What is needed: Please work out how many lines in the entries contain "which", then give that number with nothing added.

··· Dataset ···

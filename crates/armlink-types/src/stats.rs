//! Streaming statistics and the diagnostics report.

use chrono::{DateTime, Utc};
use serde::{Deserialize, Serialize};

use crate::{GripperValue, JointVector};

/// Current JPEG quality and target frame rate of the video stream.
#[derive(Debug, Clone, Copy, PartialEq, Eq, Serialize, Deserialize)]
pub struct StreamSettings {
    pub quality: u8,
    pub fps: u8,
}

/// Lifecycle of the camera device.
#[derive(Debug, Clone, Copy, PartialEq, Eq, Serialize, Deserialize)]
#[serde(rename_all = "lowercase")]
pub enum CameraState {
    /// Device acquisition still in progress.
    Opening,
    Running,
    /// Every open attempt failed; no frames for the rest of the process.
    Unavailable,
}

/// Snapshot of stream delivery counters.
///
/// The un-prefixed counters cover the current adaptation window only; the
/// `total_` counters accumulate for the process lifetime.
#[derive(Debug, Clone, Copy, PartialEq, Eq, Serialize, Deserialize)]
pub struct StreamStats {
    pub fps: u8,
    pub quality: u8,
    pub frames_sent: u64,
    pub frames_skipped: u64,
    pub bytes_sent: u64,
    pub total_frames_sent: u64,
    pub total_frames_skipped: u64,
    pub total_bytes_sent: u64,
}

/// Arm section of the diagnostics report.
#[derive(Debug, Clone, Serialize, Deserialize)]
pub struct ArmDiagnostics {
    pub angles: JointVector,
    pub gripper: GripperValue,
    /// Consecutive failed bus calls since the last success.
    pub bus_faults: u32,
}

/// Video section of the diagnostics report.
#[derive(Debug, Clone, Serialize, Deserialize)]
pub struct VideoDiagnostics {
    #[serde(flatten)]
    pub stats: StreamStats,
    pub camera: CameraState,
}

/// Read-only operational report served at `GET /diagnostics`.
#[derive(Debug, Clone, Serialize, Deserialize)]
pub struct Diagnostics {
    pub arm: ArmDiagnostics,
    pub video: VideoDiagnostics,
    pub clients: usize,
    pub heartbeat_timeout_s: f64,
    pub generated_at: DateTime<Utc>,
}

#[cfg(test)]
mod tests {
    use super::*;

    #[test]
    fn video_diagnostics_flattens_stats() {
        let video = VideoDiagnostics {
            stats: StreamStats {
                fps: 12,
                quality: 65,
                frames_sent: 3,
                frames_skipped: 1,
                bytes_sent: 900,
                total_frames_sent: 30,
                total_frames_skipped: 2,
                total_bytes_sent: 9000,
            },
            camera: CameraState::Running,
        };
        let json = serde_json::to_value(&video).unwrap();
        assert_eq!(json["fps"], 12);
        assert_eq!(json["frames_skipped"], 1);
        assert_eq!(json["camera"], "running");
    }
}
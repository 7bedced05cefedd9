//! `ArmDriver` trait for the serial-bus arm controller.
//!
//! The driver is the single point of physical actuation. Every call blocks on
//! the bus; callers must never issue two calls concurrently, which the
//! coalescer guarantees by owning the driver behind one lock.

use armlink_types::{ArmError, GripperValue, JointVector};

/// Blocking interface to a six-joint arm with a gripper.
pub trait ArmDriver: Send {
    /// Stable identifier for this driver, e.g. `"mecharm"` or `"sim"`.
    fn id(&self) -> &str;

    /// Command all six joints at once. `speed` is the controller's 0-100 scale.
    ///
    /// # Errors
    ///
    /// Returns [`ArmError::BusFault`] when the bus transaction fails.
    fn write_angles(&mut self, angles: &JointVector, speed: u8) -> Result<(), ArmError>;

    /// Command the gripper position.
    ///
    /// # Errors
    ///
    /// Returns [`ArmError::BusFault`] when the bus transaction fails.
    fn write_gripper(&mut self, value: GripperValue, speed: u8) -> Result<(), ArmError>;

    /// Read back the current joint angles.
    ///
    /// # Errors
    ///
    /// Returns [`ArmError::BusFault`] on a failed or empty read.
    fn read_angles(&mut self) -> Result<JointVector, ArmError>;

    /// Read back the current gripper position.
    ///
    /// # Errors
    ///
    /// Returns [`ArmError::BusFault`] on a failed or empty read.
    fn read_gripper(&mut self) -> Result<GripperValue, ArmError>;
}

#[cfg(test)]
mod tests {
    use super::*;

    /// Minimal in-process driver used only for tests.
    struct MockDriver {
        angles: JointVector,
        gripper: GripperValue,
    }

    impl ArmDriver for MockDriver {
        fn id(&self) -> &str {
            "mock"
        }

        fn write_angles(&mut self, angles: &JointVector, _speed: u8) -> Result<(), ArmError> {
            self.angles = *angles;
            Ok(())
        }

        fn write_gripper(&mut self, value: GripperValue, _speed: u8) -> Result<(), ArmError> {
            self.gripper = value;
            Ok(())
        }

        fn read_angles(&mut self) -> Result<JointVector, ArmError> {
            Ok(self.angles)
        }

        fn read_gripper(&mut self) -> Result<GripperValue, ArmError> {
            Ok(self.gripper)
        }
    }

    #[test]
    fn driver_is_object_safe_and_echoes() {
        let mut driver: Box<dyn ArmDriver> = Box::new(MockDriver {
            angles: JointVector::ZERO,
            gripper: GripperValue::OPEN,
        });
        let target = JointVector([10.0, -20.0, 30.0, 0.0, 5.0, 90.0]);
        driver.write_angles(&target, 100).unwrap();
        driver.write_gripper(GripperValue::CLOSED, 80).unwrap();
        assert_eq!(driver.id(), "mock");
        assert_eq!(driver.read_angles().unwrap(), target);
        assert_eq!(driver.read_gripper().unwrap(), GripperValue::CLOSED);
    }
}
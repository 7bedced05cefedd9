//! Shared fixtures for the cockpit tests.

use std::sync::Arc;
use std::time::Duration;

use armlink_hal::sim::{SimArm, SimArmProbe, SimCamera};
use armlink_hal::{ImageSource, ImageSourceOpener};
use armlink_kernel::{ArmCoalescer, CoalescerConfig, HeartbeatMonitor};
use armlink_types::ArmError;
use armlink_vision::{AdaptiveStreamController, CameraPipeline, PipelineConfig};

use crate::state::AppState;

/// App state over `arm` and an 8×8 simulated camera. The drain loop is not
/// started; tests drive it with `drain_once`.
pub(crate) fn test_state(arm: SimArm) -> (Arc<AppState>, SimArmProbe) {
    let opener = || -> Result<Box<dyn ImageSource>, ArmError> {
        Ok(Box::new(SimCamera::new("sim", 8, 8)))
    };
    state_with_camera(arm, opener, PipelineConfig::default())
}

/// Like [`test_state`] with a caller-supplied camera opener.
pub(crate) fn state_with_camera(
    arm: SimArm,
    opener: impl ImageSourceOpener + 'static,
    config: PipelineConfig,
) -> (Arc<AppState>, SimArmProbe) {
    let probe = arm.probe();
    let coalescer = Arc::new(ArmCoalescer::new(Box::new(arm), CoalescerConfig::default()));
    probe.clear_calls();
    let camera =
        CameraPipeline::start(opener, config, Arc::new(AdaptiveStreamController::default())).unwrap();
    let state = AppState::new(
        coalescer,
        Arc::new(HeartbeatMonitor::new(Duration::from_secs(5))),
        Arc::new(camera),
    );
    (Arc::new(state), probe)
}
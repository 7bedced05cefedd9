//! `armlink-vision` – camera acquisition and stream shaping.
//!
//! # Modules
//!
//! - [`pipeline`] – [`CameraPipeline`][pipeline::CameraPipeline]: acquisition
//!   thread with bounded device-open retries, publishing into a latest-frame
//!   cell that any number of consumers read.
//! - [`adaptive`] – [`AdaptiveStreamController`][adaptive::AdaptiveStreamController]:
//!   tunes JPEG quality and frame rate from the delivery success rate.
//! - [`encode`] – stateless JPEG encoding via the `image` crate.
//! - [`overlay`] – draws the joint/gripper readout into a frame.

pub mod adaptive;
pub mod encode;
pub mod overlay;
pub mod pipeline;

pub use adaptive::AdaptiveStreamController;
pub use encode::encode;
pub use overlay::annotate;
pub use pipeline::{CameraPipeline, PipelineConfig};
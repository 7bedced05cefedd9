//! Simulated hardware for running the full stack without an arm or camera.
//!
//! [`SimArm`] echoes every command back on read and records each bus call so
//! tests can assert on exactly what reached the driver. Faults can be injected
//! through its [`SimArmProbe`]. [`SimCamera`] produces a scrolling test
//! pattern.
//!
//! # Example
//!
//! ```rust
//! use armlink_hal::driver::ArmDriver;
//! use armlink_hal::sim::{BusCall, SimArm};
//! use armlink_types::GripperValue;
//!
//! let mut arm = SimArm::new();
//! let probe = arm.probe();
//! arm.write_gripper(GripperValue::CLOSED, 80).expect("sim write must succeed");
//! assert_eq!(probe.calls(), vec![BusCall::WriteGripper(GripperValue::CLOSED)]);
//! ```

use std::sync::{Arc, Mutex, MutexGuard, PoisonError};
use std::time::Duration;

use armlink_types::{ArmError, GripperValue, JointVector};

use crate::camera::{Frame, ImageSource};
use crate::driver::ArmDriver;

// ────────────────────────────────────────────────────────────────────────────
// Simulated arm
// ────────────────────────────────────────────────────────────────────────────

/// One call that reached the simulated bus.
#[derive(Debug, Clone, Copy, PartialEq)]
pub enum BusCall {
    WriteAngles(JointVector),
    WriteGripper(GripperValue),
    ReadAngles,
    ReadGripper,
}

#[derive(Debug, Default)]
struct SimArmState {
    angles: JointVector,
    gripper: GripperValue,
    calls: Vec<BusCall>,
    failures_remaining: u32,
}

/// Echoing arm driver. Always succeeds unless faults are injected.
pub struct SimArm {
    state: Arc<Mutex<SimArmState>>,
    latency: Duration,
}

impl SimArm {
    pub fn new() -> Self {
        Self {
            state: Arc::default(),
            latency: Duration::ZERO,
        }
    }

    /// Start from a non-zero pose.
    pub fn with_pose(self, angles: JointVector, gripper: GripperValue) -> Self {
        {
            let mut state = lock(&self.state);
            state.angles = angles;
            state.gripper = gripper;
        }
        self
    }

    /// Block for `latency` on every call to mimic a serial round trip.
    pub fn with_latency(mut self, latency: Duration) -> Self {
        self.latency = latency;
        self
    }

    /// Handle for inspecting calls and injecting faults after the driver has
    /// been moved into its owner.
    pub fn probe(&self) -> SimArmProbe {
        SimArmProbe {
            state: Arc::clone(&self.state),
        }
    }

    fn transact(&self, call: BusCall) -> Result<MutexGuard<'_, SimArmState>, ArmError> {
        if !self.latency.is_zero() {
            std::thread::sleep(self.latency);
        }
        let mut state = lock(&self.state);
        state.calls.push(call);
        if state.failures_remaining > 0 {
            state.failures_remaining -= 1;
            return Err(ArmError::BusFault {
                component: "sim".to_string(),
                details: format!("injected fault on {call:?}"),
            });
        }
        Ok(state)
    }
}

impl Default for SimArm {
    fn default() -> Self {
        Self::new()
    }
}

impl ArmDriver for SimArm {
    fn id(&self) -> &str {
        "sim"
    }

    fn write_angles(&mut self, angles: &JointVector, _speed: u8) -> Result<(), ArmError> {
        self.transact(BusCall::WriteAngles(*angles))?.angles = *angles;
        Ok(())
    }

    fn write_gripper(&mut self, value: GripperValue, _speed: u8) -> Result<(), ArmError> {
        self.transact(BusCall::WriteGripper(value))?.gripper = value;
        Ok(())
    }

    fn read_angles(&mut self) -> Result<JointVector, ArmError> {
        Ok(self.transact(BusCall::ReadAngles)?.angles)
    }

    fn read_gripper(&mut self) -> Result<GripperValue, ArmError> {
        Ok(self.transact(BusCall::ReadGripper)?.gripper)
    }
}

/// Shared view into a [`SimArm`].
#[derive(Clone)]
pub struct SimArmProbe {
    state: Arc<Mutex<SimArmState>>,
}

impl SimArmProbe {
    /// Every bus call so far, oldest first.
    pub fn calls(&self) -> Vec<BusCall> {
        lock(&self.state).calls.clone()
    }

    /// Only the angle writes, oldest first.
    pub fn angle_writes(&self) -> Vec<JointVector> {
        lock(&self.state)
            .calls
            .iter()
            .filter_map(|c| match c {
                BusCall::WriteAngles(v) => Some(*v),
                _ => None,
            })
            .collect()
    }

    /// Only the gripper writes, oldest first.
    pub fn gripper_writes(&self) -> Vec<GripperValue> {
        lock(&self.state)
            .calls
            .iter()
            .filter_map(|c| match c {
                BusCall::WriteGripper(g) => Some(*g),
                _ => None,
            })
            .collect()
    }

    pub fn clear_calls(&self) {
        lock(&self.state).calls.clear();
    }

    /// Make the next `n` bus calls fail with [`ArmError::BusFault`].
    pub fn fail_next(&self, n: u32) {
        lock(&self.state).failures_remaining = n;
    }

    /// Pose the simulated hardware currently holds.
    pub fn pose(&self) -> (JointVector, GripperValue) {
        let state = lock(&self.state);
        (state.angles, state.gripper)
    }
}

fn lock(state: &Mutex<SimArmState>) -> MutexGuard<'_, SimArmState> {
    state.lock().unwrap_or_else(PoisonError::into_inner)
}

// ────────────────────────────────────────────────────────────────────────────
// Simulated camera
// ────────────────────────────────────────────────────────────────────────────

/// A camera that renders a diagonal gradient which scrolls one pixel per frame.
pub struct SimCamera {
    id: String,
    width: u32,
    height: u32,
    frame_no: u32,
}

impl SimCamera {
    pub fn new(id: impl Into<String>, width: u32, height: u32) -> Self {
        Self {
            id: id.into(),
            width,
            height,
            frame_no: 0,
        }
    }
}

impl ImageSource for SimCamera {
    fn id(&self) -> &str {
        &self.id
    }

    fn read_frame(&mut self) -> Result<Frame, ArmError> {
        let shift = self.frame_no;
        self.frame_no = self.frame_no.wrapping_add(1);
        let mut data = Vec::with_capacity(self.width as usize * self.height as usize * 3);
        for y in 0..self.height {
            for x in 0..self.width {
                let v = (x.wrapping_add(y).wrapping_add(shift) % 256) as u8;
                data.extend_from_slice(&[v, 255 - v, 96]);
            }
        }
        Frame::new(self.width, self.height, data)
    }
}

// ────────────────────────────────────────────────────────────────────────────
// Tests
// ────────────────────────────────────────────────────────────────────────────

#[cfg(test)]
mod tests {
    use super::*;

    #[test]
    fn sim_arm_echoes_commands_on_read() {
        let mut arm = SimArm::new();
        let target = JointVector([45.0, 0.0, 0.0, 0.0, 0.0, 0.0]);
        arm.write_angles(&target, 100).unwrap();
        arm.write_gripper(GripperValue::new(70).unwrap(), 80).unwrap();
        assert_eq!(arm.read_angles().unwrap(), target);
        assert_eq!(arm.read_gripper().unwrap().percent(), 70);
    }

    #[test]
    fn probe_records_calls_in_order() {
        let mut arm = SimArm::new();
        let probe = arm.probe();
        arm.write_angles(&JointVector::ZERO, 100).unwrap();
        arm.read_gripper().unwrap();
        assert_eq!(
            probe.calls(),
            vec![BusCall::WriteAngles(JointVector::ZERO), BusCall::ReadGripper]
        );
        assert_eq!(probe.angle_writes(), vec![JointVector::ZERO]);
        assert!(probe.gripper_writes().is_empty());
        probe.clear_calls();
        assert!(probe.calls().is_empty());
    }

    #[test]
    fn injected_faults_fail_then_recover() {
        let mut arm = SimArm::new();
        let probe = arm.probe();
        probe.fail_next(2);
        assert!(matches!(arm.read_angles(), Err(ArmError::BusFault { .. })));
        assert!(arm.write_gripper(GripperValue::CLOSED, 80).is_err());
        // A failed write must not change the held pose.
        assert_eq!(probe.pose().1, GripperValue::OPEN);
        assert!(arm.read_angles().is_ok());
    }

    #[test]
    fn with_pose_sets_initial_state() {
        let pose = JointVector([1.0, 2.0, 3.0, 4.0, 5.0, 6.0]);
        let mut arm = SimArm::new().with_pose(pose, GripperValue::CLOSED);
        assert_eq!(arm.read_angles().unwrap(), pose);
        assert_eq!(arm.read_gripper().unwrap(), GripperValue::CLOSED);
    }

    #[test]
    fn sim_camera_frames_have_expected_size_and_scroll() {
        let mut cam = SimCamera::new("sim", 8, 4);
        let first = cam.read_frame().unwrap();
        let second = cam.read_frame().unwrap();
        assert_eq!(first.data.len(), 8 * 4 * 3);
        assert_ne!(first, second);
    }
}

···

Solution to this exercise: 2